O São Paulo Futebol Clube atravessa um período de significativa turbulência política, marcado pelo recente afastamento preventivo do então presidente Julio Casares. Diante desse cenário complexo, Harry Massis, ex-vice-presidente da gestão anterior, assumiu a liderança do Tricolor na última sexta-feira com um foco claro: estabilizar o clube e resolver pendências cruciais, evitando, por ora, mudanças drásticas em sua estrutura.
Diálogo com o Elenco e Proteção ao Futebol
Ciente da importância central do esporte em um clube de futebol, uma das primeiras ações de Harry Massis foi buscar um contato direto e imediato com o elenco profissional. Em uma reunião realizada no sábado, o novo dirigente enfatizou o peso do futebol para a instituição, buscando assegurar que o dia a dia do Centro de Treinamento da Barra Funda permanecesse isolado dos ruídos administrativos e das questões políticas extracampo. A iniciativa visa preservar o foco dos atletas e da comissão técnica nas competições, minimizando o impacto da crise interna.

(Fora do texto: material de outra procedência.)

//! Async chat method for Session.

use tracing::debug;

use crate::{AiClient, AiError, Message};

use super::manager::Session;

impl Session {
    /// Send a user message and return the assistant's reply.
    ///
    /// The exchange is appended to the history only when the call
    /// succeeds; a failed call leaves the session exactly as it was.
    pub async fn chat(
        &mut self,
        client: &dyn AiClient,
        user_message: impl Into<String>,
    ) -> Result<String, AiError> {
        let pending = Message::user(user_message);
        let messages = self.build_messages(&pending);

        let response = client.send_message(&messages).await?;
        self.tracker.record(&response.usage);

        self.messages.push(pending);
        self.messages.push(Message::assistant(response.content.clone()));
        debug!(
            provider = %self.provider,
            turns = self.turn_count(),
            tokens = response.usage.total_tokens(),
            "turn recorded"
        );

        Ok(response.content)
    }
}

#[cfg(test)]
mod tests {
    use std::sync::Mutex;

    use async_trait::async_trait;

    use crate::{AiResponse, Role, TokenUsage};

    use super::*;

    /// Replays canned results and remembers every request it saw.
    struct ScriptedClient {
        replies: Mutex<Vec<Result<String, AiError>>>,
        seen: Mutex<Vec<Vec<Message>>>,
    }

    impl ScriptedClient {
        fn new(mut replies: Vec<Result<String, AiError>>) -> Self {
            replies.reverse();
            Self {
                replies: Mutex::new(replies),
                seen: Mutex::new(Vec::new()),
            }
        }
    }

    #[async_trait]
    impl AiClient for ScriptedClient {
        async fn send_message(&self, messages: &[Message]) -> Result<AiResponse, AiError> {
            self.seen.lock().unwrap().push(messages.to_vec());
            let next = self
                .replies
                .lock()
                .unwrap()
                .pop()
                .expect("no scripted reply left");
            next.map(|content| AiResponse {
                content,
                usage: TokenUsage {
                    input_tokens: 3,
                    output_tokens: 2,
                },
            })
        }
    }

    #[tokio::test]
    async fn successful_turn_is_recorded() {
        let client = ScriptedClient::new(vec![Ok("Hi Ada".into())]);
        let mut session = Session::new("gemini");

        let reply = session.chat(&client, "Hello").await.unwrap();

        assert_eq!(reply, "Hi Ada");
        assert_eq!(
            session.messages(),
            &[Message::user("Hello"), Message::assistant("Hi Ada")]
        );
        assert_eq!(session.turn_count(), 1);
        assert_eq!(session.tracker().total_tokens(), 5);
    }

    #[tokio::test]
    async fn failed_turn_leaves_history_untouched() {
        let client = ScriptedClient::new(vec![
            Ok("first".into()),
            Err(AiError::Network("connection reset".into())),
            Ok("third".into()),
        ]);
        let mut session = Session::new("gemini");

        session.chat(&client, "one").await.unwrap();
        let err = session.chat(&client, "two").await.unwrap_err();
        assert!(matches!(err, AiError::Network(_)));
        assert_eq!(session.turn_count(), 1);
        assert_eq!(session.tracker().call_count(), 1);

        session.chat(&client, "three").await.unwrap();
        let seen = client.seen.lock().unwrap();
        // The third request carries turn one but not the failed "two".
        let contents: Vec<&str> = seen[2].iter().map(|m| m.content.as_str()).collect();
        assert_eq!(contents, vec!["one", "first", "three"]);
    }

    #[tokio::test]
    async fn system_prompt_leads_every_request() {
        let client = ScriptedClient::new(vec![Ok("a".into()), Ok("b".into())]);
        let mut session = Session::new("gemini").with_system_prompt("Be brief.");

        session.chat(&client, "x").await.unwrap();
        session.chat(&client, "y").await.unwrap();

        let seen = client.seen.lock().unwrap();
        for request in seen.iter() {
            assert_eq!(request[0].role, Role::System);
            assert_eq!(request[0].content, "Be brief.");
        }
        // The system prompt is not part of the stored history.
        assert!(session.messages().iter().all(|m| m.role != Role::System));
    }
}
use itertools::Either;
use tracing::debug;

use crate::errors::{AdsError, Result};
use crate::tokenizer::Tokenizer;

/// Prefix used for domain components in a distinguished name.
pub const DC_PREFIX: &str = "dc=";

/// Builds a comma separated LDAP path from `name`.
///
/// `name` is tokenized on any character of `separators`; each token gets
/// `field_prefix` prepended. With `reverse` false the segments keep input
/// order (`"example.com"` -> `"dc=example,dc=com"`), with `reverse` true the
/// last token comes first.
///
/// An empty name, or one made only of separators, builds an empty path.
pub fn build_path(name: &str, separators: &str, field_prefix: &str, reverse: bool) -> Result<String> {
    let tokenizer = Tokenizer::new(name, separators);
    // one segment per separator plus one, each with its prefix and a comma
    let capacity = tokenizer
        .separator_count()
        .checked_add(1)
        .and_then(|segments| segments.checked_mul(field_prefix.len() + 1))
        .and_then(|n| n.checked_add(name.len() + 1))
        .ok_or_else(|| AdsError::Truncation(name.to_string()))?;

    let tokens: Vec<&str> = tokenizer.collect();
    if tokens.is_empty() {
        return Ok(String::new());
    }

    let mut out = String::new();
    out.try_reserve_exact(capacity)
        .map_err(|e| AdsError::Allocation(format!("{capacity} bytes for path: {e}")))?;

    let ordered = if reverse {
        Either::Left(tokens.iter().rev())
    } else {
        Either::Right(tokens.iter())
    };
    for (i, token) in ordered.enumerate() {
        if i > 0 {
            out.push(',');
        }
        out.push_str(field_prefix);
        out.push_str(token);
    }

    debug!(input = name, path = %out, reverse, "built ldap path");
    Ok(out)
}

/// Builds `dc=AA,dc=BB,dc=CC` from a realm of the form `AA.BB.CC`.
pub fn build_dn(realm: &str) -> Result<String> {
    build_path(realm, ".", DC_PREFIX, false)
}

/// Builds a DNS name `aa.bb.cc` from `dc=AA,dc=BB,dc=CC`.
///
/// This is a textual rewrite, not a DN parser: the input is lower-cased, every
/// `dc=` is removed and every comma becomes a period. A DN carrying other
/// attribute types, or a `dc=` inside a value, gives a meaningless domain.
pub fn build_domain(dn: &str) -> String {
    dn.to_lowercase().replace(DC_PREFIX, "").replace(',', ".")
}
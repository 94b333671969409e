// src/tokenizer.rs

/// Splits a name into non-empty tokens. Any character of `separators` ends a
/// token, and runs of separators never produce empty tokens.
pub struct Tokenizer<'a> {
    s: &'a str,
    separators: &'a str,
    i: usize,
}

impl<'a> Tokenizer<'a> {
    pub fn new(s: &'a str, separators: &'a str) -> Self {
        Self { s, separators, i: 0 }
    }

    /// Counts separator characters in the whole input, including leading,
    /// trailing and repeated ones.
    pub fn separator_count(&self) -> usize {
        self.s.chars().filter(|c| self.is_separator(*c)).count()
    }

    pub fn skip_separators(&mut self) {
        while let Some(c) = self.peek_char() {
            if self.is_separator(c) {
                self.i += c.len_utf8();
            } else {
                break;
            }
        }
    }

    pub fn next_token(&mut self) -> Option<&'a str> {
        self.skip_separators();
        if self.eof() {
            return None;
        }
        let start = self.i;
        while let Some(c) = self.peek_char() {
            if self.is_separator(c) {
                break;
            }
            self.i += c.len_utf8();
        }
        Some(&self.s[start..self.i])
    }

    pub fn peek_char(&self) -> Option<char> {
        self.s[self.i..].chars().next()
    }

    pub fn eof(&self) -> bool {
        self.i >= self.s.len()
    }

    fn is_separator(&self, c: char) -> bool {
        self.separators.contains(c)
    }
}

impl<'a> Iterator for Tokenizer<'a> {
    type Item = &'a str;

    fn next(&mut self) -> Option<Self::Item> {
        self.next_token()
    }
}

A Imperativa Reorganização Financeira
Paralelamente à frente esportiva, a nova gestão de Massis estabeleceu a organização financeira como uma prioridade absoluta. O foco principal reside na quitação de valores pendentes, com destaque para os direitos de imagem que se encontram em atraso. A resolução dessas obrigações é vista como um passo fundamental e inadiável para sanear as contas do clube, sendo considerada uma etapa prévia e essencial antes da análise e implementação de qualquer alteração mais profunda na estrutura administrativa do São Paulo.
Mandato Provisório e Estratégia de Curto Prazo
A linha de atuação de Harry Massis foi apresentada aos executivos do clube logo em seu primeiro dia de trabalho efetivo. Ele deixou claro que, caso seu comando seja referendado pelos sócios, sua gestão será de caráter provisório e focado em um período de cerca de 11 meses. A mensagem sublinha a intenção de resolver questões urgentes e reordenar a casa, dada a percepção de que a instabilidade política recente, impulsionada pelo processo de impeachment, afastou a administração anterior de temas essenciais do cotidiano de um clube de grande porte. A natureza interina de sua presidência, até que os sócios votem o futuro de Julio Casares em até 30 dias, naturalmente impõe uma cautela nas decisões e freia a implementação de mudanças estruturais amplas.
Os Próximos Passos e a Definição do Cenário
O futuro definitivo da presidência do São Paulo ainda aguarda a convocação da Assembleia Geral pelo presidente do Conselho, Olten Ayres, para que os sócios deliberem sobre o processo de impeachment de Julio Casares. Sem a renúncia de Casares ou a votação dos sócios, Harry Massis permanece no cargo de forma interina. Durante este período de indefinição, Massis concentra seus esforços em compreender a fundo a situação do clube e atacar os problemas mais imediatos. Sem ter tido uma proximidade prévia com a gestão afastada, o dirigente dedica-se a uma profunda avaliação dos cenários, adiando qualquer movimento de maior envergadura até que o desfecho do processo entre os sócios estabeleça um caminho mais claro para a instituição.
A gestão de Harry Massis no São Paulo se desenha, portanto, como um período de transição focado na estabilização e no saneamento de emergências. Sua abordagem cautelosa, aliada à priorização de pendências financeiras e ao diálogo com o elenco, reflete a urgência de restaurar a ordem em um clube abalado por questões políticas. O futuro do Tricolor, contudo, permanece atrelado à decisão dos sócios, que em breve definirão os rumos da liderança e, consequentemente, a profundidade das transformações que o clube poderá empreender.